┌──

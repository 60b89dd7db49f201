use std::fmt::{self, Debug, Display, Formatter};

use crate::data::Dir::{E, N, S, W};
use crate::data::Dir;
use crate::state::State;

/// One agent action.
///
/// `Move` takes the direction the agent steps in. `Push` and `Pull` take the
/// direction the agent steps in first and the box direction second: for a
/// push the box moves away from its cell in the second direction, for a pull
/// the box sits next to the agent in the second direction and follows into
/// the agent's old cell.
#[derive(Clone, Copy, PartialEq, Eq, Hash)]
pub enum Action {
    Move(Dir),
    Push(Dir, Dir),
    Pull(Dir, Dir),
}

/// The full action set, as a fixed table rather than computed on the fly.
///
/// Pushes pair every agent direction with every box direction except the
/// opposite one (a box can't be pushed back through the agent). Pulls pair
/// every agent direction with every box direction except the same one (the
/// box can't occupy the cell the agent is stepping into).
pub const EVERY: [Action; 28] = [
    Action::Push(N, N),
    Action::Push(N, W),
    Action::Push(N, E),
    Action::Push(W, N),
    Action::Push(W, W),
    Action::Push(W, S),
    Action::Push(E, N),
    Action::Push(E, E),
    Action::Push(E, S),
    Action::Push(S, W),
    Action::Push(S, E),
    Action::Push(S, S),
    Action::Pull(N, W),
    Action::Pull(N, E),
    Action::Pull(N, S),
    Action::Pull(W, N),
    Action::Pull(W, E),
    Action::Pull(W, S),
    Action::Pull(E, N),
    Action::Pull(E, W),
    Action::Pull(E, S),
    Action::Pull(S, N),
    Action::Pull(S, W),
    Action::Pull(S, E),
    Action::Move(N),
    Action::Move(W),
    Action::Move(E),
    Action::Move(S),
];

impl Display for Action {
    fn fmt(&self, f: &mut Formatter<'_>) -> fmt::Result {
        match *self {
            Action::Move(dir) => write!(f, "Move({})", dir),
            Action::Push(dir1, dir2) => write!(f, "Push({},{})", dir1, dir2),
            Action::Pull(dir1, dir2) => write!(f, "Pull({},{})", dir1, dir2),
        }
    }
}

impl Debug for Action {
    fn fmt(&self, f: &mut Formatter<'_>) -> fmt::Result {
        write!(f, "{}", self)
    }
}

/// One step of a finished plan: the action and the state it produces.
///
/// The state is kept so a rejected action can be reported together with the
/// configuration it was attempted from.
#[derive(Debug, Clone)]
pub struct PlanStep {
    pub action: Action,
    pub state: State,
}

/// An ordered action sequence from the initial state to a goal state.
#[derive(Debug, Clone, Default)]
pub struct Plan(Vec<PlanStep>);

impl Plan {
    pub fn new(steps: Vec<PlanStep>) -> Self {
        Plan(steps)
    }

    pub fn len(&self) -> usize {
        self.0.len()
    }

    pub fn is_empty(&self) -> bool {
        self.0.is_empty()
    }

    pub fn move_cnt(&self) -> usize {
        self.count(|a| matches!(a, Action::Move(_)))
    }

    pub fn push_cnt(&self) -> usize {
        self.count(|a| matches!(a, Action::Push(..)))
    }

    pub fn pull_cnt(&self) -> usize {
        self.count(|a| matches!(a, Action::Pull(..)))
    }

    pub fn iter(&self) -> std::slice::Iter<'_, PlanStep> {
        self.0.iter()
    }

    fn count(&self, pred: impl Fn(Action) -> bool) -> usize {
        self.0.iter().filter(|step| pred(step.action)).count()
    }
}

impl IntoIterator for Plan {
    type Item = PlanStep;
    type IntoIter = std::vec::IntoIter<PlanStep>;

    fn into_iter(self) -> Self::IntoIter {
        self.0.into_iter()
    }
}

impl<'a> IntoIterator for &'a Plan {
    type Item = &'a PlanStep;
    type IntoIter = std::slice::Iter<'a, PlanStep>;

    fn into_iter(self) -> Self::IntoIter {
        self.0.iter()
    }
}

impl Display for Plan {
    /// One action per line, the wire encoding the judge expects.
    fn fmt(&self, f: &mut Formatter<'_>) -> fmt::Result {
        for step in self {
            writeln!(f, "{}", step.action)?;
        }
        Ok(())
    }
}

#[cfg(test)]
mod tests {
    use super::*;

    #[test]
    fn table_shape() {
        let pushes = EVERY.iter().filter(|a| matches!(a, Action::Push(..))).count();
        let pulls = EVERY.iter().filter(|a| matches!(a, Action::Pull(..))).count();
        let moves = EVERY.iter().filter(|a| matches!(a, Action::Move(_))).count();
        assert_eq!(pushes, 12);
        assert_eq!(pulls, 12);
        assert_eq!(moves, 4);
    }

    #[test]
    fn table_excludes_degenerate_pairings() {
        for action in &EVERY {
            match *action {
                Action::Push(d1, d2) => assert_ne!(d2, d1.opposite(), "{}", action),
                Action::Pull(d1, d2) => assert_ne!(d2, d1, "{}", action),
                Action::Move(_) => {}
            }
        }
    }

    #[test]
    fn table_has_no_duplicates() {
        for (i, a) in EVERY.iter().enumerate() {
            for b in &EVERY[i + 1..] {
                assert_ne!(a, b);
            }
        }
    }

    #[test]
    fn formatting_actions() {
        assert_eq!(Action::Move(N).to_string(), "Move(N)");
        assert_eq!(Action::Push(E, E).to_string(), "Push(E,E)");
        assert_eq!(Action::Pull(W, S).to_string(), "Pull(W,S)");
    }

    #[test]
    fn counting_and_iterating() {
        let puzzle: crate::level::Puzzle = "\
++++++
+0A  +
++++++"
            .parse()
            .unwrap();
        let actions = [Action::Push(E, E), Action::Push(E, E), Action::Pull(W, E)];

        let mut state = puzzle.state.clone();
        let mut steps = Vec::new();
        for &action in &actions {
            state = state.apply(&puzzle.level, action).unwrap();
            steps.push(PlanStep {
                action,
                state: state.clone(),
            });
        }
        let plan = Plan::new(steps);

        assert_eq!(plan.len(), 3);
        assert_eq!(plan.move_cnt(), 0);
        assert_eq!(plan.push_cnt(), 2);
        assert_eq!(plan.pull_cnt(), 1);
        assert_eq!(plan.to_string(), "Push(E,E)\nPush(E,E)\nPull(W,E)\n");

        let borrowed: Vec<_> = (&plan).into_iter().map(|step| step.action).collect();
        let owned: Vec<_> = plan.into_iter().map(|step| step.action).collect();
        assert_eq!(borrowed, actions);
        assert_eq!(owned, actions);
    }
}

└──

• [WORK REQUEST]:
What is needed is a single figure, the number of lines in the entries above that contain "type".

• [EXERCISE RESPONSE]:
4